Is my pussy/asshole so disgusting that you would consider licking it a punishment?
“Oh no. I would be honored to lick it.”
Then it wouldn’t be much of a punishment, would it?
Followed by the suggestion that my visitor is not so much in need of a Mistress as he requires a woman who will tell him what she wants, and not leave all the thinking to him all the time. At which point a light will go on in his eyes, and nine times out of ten he will answer that that’s precisely what he needs.
Which says a lot about the nature of sexual relations today; not that there are still women who won’t tell their partner what they want him to do (and there’s a million reasons for that, most of which we all have used), but that there are guys who won’t tell their partner that that is what they need. Who would rather seek out the services of a professional...and in my case, a professional Dominatrix...than whisper seven little words in their lover’s ear, and not take “I don’t know” for an answer. What would you like me to do?
Forbidden Fruit
A professional Dominatrix. It sounds so grand, doesn’t it, and occasionally it can be. For some men - the stereotypical management types who need a spot of role reversal, ex-military souls who still crave order and discipline, and yes, a handful whom you can only describe as momma’s boys, taking their fantasy to the next level - I provide a regular and reliable service that they would be uncomfortable, if not altogether incapable of, enjoying elsewhere.

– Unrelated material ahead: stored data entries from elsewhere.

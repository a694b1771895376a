use chrono::Utc;
use std::sync::Arc;
use std::time::Duration;
use tracing::{info, warn};

use crate::models::game::{Game, MessageRef};
use crate::models::interaction::{OutgoingMessage, PromptChoice};
use crate::models::match_request::MatchRequest;
use crate::models::player::PlayerIdentity;
use crate::repositories::match_request_repository::MatchRequestRepository;
use crate::services::errors::match_request_service_errors::MatchRequestServiceError;
use crate::services::game_session_service::GameSessionService;
use crate::services::player_service::PlayerService;
use crate::services::presentation_service::Presenter;

/// A challenge that has been stored and shown to the recipient.
#[derive(Debug, Clone, PartialEq)]
pub struct PendingChallenge {
    pub request: MatchRequest,
    pub prompt: MessageRef,
}

#[derive(Debug, Clone, PartialEq)]
pub enum ChallengeOutcome {
    Accepted(Game),
    Declined,
    TimedOut,
}

/// Owns match requests from issue to accept, decline or timeout.
pub struct MatchRequestService {
    requests: Arc<dyn MatchRequestRepository + Send + Sync>,
    players: Arc<PlayerService>,
    sessions: Arc<GameSessionService>,
    presenter: Arc<dyn Presenter + Send + Sync>,
    response_timeout: Duration,
}

impl MatchRequestService {
    pub fn new(
        requests: Arc<dyn MatchRequestRepository + Send + Sync>,
        players: Arc<PlayerService>,
        sessions: Arc<GameSessionService>,
        presenter: Arc<dyn Presenter + Send + Sync>,
        response_timeout: Duration,
    ) -> Self {
        MatchRequestService {
            requests,
            players,
            sessions,
            presenter,
            response_timeout,
        }
    }

    /// Stores a request and prompts the recipient. Both players must be free and appear in no
    /// other request; the store enforces the latter atomically.
    pub async fn issue_challenge(
        &self,
        requester: &PlayerIdentity,
        recipient: &PlayerIdentity,
        channel: &str,
    ) -> Result<PendingChallenge, MatchRequestServiceError> {
        if requester == recipient {
            return Err(MatchRequestServiceError::InvalidOpponent(
                "you cannot challenge yourself".to_string(),
            ));
        }
        if recipient.is_ai() {
            return Err(MatchRequestServiceError::InvalidOpponent(format!(
                "{} is an AI model, start an AI game instead",
                recipient
            )));
        }

        let challenger = self.players.get_or_create(requester, None, None).await?;
        let opponent = self
            .players
            .find_player(recipient)
            .await?
            .ok_or_else(|| MatchRequestServiceError::UnknownRecipient(recipient.clone()))?;

        for player in [&challenger, &opponent] {
            if !player.is_available() {
                return Err(MatchRequestServiceError::AlreadyInGame(
                    player.identity.clone(),
                ));
            }
        }

        for player in [requester, recipient] {
            self.clear_if_expired(player).await?;
        }

        let request = MatchRequest::new(requester.clone(), recipient.clone(), channel);
        if !self.requests.create_if_players_free(&request).await? {
            return Err(MatchRequestServiceError::DuplicatePending);
        }

        let message = OutgoingMessage::text(format!(
            "{}, {} has challenged you to a match!",
            recipient.mention(),
            requester.mention()
        ))
        .with_prompt(recipient);
        let prompt = match self.presenter.post_message(channel, message).await {
            Ok(prompt) => prompt,
            Err(e) => {
                self.requests.delete_request(&request).await?;
                return Err(e.into());
            }
        };

        info!(
            request_id = %request.request_id,
            requester = %requester,
            recipient = %recipient,
            "Challenge issued"
        );
        Ok(PendingChallenge { request, prompt })
    }

    /// Waits out the response window. Whichever side deletes the request decides the outcome,
    /// so a request reconciled elsewhere never also starts a game.
    pub async fn await_resolution(
        &self,
        pending: PendingChallenge,
    ) -> Result<ChallengeOutcome, MatchRequestServiceError> {
        let PendingChallenge { request, prompt } = pending;

        let choice = match self
            .presenter
            .await_response(&prompt, &request.recipient, self.response_timeout)
            .await
        {
            Ok(choice) => choice,
            Err(e) => {
                warn!(request_id = %request.request_id, error = %e, "Challenge prompt failed, treating as timeout");
                None
            }
        };
        if let Err(e) = self.presenter.delete_message(&prompt).await {
            warn!(request_id = %request.request_id, error = %e, "Could not delete challenge prompt");
        }

        if !self.requests.delete_request(&request).await? {
            warn!(request_id = %request.request_id, "Match request was already removed");
            return Ok(ChallengeOutcome::TimedOut);
        }

        match choice {
            Some(PromptChoice::Accept) => {
                info!(request_id = %request.request_id, "Challenge accepted");
                let game = self
                    .sessions
                    .start_game(&request.requester, &request.recipient, &request.channel)
                    .await?;
                Ok(ChallengeOutcome::Accepted(game))
            }
            Some(PromptChoice::Decline) => {
                info!(request_id = %request.request_id, "Challenge declined");
                self.notify(&request.channel, "Match request declined!").await;
                Ok(ChallengeOutcome::Declined)
            }
            None => {
                info!(request_id = %request.request_id, "Challenge timed out");
                self.notify(
                    &request.channel,
                    &format!("{}, match request timed out.", request.requester.mention()),
                )
                .await;
                Ok(ChallengeOutcome::TimedOut)
            }
        }
    }

    /// Issues a challenge and waits for its resolution.
    pub async fn challenge(
        &self,
        requester: &PlayerIdentity,
        recipient: &PlayerIdentity,
        channel: &str,
    ) -> Result<ChallengeOutcome, MatchRequestServiceError> {
        let pending = self.issue_challenge(requester, recipient, channel).await?;
        self.await_resolution(pending).await
    }

    pub async fn pending_for(
        &self,
        player: &PlayerIdentity,
    ) -> Result<Option<MatchRequest>, MatchRequestServiceError> {
        Ok(self.requests.find_for_player(player).await?)
    }

    /// Deletes every request older than the response window. Returns how many were removed.
    pub async fn reconcile_expired(&self) -> Result<usize, MatchRequestServiceError> {
        let now = Utc::now();
        let window = self.window();
        let mut removed = 0;

        for request in self.requests.list_requests().await? {
            if request.is_expired(now, window) && self.requests.delete_request(&request).await? {
                info!(request_id = %request.request_id, "Removed expired match request");
                removed += 1;
            }
        }
        Ok(removed)
    }

    async fn clear_if_expired(&self, player: &PlayerIdentity) -> Result<(), MatchRequestServiceError> {
        if let Some(request) = self.requests.find_for_player(player).await? {
            if request.is_expired(Utc::now(), self.window())
                && self.requests.delete_request(&request).await?
            {
                info!(request_id = %request.request_id, player = %player, "Removed expired match request");
            }
        }
        Ok(())
    }

    fn window(&self) -> chrono::Duration {
        chrono::Duration::from_std(self.response_timeout)
            .unwrap_or_else(|_| chrono::Duration::seconds(60))
    }

    async fn notify(&self, channel: &str, content: &str) {
        if let Err(e) = self
            .presenter
            .post_message(channel, OutgoingMessage::text(content))
            .await
        {
            warn!(channel, error = %e, "Could not post notice");
        }
    }
}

But for others, and this is the majority of my clientele, I am a taste of forbidden fruit, a once (or sometimes twice) in a lifetime experience that scratches an itch, resolves a curiosity, answers a question. Again, we come back to regular relationships; it requires a lot more courage and sexual confidence than Mr. Average usually possesses for him to turn around to his wife, Mrs. Average, and tell her he wants her to spank him, to make him dress in her clothes, or to be tied up and denied orgasm for hours.
Not because any of these things are in themselves wrong. But because he worries about her response. He fears her scorn. He dreads the morning after. “How,” one client asked me, “could I face her over the breakfast table, knowing I spent the night before licking my own cum off her boots?”

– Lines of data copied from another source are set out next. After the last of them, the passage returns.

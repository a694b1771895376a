use async_trait::async_trait;
use aws_sdk_dynamodb::error::SdkError;
use aws_sdk_dynamodb::types::AttributeValue;
use aws_sdk_dynamodb::Client;
use serde_dynamo::aws_sdk_dynamodb_1::{from_item, to_item};

use crate::models::player::{Player, PlayerIdentity};
use crate::repositories::errors::player_repository_errors::PlayerRepositoryError;

#[cfg(test)]
use mockall::automock;

#[cfg_attr(test, automock)]
#[async_trait]
pub trait PlayerRepository: Send + Sync {
    async fn get_player(
        &self,
        identity: &PlayerIdentity,
    ) -> Result<Option<Player>, PlayerRepositoryError>;

    /// Returns false when a record for the identity already exists.
    async fn create_player_if_absent(&self, player: &Player)
        -> Result<bool, PlayerRepositoryError>;

    async fn update_profile(
        &self,
        identity: &PlayerIdentity,
        display_name: Option<String>,
        avatar: Option<String>,
    ) -> Result<(), PlayerRepositoryError>;

    async fn update_rating(
        &self,
        identity: &PlayerIdentity,
        rating: f64,
    ) -> Result<(), PlayerRepositoryError>;

    /// Sets the current game only if it still equals `expected`.
    async fn compare_and_set_current_game(
        &self,
        identity: &PlayerIdentity,
        expected: Option<String>,
        new: Option<String>,
    ) -> Result<bool, PlayerRepositoryError>;

    async fn set_current_game(
        &self,
        identity: &PlayerIdentity,
        game_id: Option<String>,
    ) -> Result<(), PlayerRepositoryError>;

    async fn list_players(&self) -> Result<Vec<Player>, PlayerRepositoryError>;
}

pub struct DynamoDbPlayerRepository {
    pub client: Client,
    pub table_name: String,
}

impl DynamoDbPlayerRepository {
    pub fn new(client: Client, table_name: &str) -> Self {
        Self {
            client,
            table_name: table_name.to_string(),
        }
    }

    fn key(identity: &PlayerIdentity) -> AttributeValue {
        AttributeValue::S(identity.to_string())
    }
}

#[async_trait]
impl PlayerRepository for DynamoDbPlayerRepository {
    async fn get_player(
        &self,
        identity: &PlayerIdentity,
    ) -> Result<Option<Player>, PlayerRepositoryError> {
        let output = self
            .client
            .get_item()
            .table_name(&self.table_name)
            .key("player_id", Self::key(identity))
            .consistent_read(true)
            .send()
            .await
            .map_err(|e| PlayerRepositoryError::DynamoDb(e.to_string()))?;

        match output.item {
            Some(item) => {
                let player: Player = from_item(item)
                    .map_err(|e| PlayerRepositoryError::Serialization(e.to_string()))?;
                Ok(Some(player))
            }
            None => Ok(None),
        }
    }

    async fn create_player_if_absent(
        &self,
        player: &Player,
    ) -> Result<bool, PlayerRepositoryError> {
        let item =
            to_item(player).map_err(|e| PlayerRepositoryError::Serialization(e.to_string()))?;

        let result = self
            .client
            .put_item()
            .table_name(&self.table_name)
            .set_item(Some(item))
            .condition_expression("attribute_not_exists(player_id)")
            .send()
            .await;

        match result {
            Ok(_) => Ok(true),
            Err(e) => {
                if let SdkError::ServiceError(service_err) = &e {
                    if service_err.err().is_conditional_check_failed_exception() {
                        return Ok(false);
                    }
                }
                Err(PlayerRepositoryError::DynamoDb(e.to_string()))
            }
        }
    }

    async fn update_profile(
        &self,
        identity: &PlayerIdentity,
        display_name: Option<String>,
        avatar: Option<String>,
    ) -> Result<(), PlayerRepositoryError> {
        let mut assignments = Vec::new();
        let mut request = self
            .client
            .update_item()
            .table_name(&self.table_name)
            .key("player_id", Self::key(identity))
            .condition_expression("attribute_exists(player_id)");

        if let Some(name) = display_name {
            assignments.push("display_name = :display_name");
            request = request.expression_attribute_values(":display_name", AttributeValue::S(name));
        }
        if let Some(avatar) = avatar {
            assignments.push("avatar = :avatar");
            request = request.expression_attribute_values(":avatar", AttributeValue::S(avatar));
        }
        if assignments.is_empty() {
            return Ok(());
        }

        let result = request
            .update_expression(format!("SET {}", assignments.join(", ")))
            .send()
            .await;

        match result {
            Ok(_) => Ok(()),
            Err(e) => {
                if let SdkError::ServiceError(service_err) = &e {
                    if service_err.err().is_conditional_check_failed_exception() {
                        return Err(PlayerRepositoryError::NotFound);
                    }
                }
                Err(PlayerRepositoryError::DynamoDb(e.to_string()))
            }
        }
    }

    async fn update_rating(
        &self,
        identity: &PlayerIdentity,
        rating: f64,
    ) -> Result<(), PlayerRepositoryError> {
        let result = self
            .client
            .update_item()
            .table_name(&self.table_name)
            .key("player_id", Self::key(identity))
            .update_expression("SET rating = :rating")
            .condition_expression("attribute_exists(player_id)")
            .expression_attribute_values(":rating", AttributeValue::N(rating.to_string()))
            .send()
            .await;

        match result {
            Ok(_) => Ok(()),
            Err(e) => {
                if let SdkError::ServiceError(service_err) = &e {
                    if service_err.err().is_conditional_check_failed_exception() {
                        return Err(PlayerRepositoryError::NotFound);
                    }
                }
                Err(PlayerRepositoryError::DynamoDb(e.to_string()))
            }
        }
    }

    async fn compare_and_set_current_game(
        &self,
        identity: &PlayerIdentity,
        expected: Option<String>,
        new: Option<String>,
    ) -> Result<bool, PlayerRepositoryError> {
        let mut request = self
            .client
            .update_item()
            .table_name(&self.table_name)
            .key("player_id", Self::key(identity));

        request = match &expected {
            Some(game_id) => request
                .condition_expression("current_game = :expected")
                .expression_attribute_values(":expected", AttributeValue::S(game_id.clone())),
            None => request.condition_expression(
                "attribute_exists(player_id) AND attribute_not_exists(current_game)",
            ),
        };

        request = match &new {
            Some(game_id) => request
                .update_expression("SET current_game = :new")
                .expression_attribute_values(":new", AttributeValue::S(game_id.clone())),
            None if expected.is_some() => request.update_expression("REMOVE current_game"),
            None => {
                // Nothing to write; the comparison alone decides.
                let player = self.get_player(identity).await?;
                return Ok(player.map_or(false, |p| p.current_game.is_none()));
            }
        };

        match request.send().await {
            Ok(_) => Ok(true),
            Err(e) => {
                if let SdkError::ServiceError(service_err) = &e {
                    if service_err.err().is_conditional_check_failed_exception() {
                        return Ok(false);
                    }
                }
                Err(PlayerRepositoryError::DynamoDb(e.to_string()))
            }
        }
    }

    async fn set_current_game(
        &self,
        identity: &PlayerIdentity,
        game_id: Option<String>,
    ) -> Result<(), PlayerRepositoryError> {
        let request = self
            .client
            .update_item()
            .table_name(&self.table_name)
            .key("player_id", Self::key(identity))
            .condition_expression("attribute_exists(player_id)");

        let request = match game_id {
            Some(game_id) => request
                .update_expression("SET current_game = :game")
                .expression_attribute_values(":game", AttributeValue::S(game_id)),
            None => request.update_expression("REMOVE current_game"),
        };

        match request.send().await {
            Ok(_) => Ok(()),
            Err(e) => {
                if let SdkError::ServiceError(service_err) = &e {
                    if service_err.err().is_conditional_check_failed_exception() {
                        return Err(PlayerRepositoryError::NotFound);
                    }
                }
                Err(PlayerRepositoryError::DynamoDb(e.to_string()))
            }
        }
    }

    async fn list_players(&self) -> Result<Vec<Player>, PlayerRepositoryError> {
        let mut players = Vec::new();
        let mut start_key = None;

        loop {
            let output = self
                .client
                .scan()
                .table_name(&self.table_name)
                .set_exclusive_start_key(start_key)
                .send()
                .await
                .map_err(|e| PlayerRepositoryError::DynamoDb(e.to_string()))?;

            for item in output.items.unwrap_or_default() {
                let player: Player = from_item(item)
                    .map_err(|e| PlayerRepositoryError::Serialization(e.to_string()))?;
                players.push(player);
            }

            match output.last_evaluated_key {
                Some(key) if !key.is_empty() => start_key = Some(key),
                _ => break,
            }
        }

        Ok(players)
    }
}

Well, there is an answer to that question, and indirectly it is what brought me into this field in the first place.
Behind The Scenes
I majored in psychiatry and worked in the field for several years before I realized...no, let me rephrase that, before I had the courage to admit to myself that the vast majority of what my colleagues call the “bread and butter” cases (which is the vast majority of what I was getting) related to sexual issues that neither patient nor doctor was willing to discuss. And I don’t mean the Freudian cliches of everything going back to your mother, or the phallic properties of a cigarette. I mean personal fantasies, sometimes bleeding into unconventional desires, which even the unconscious mind doesn’t want to unwrap.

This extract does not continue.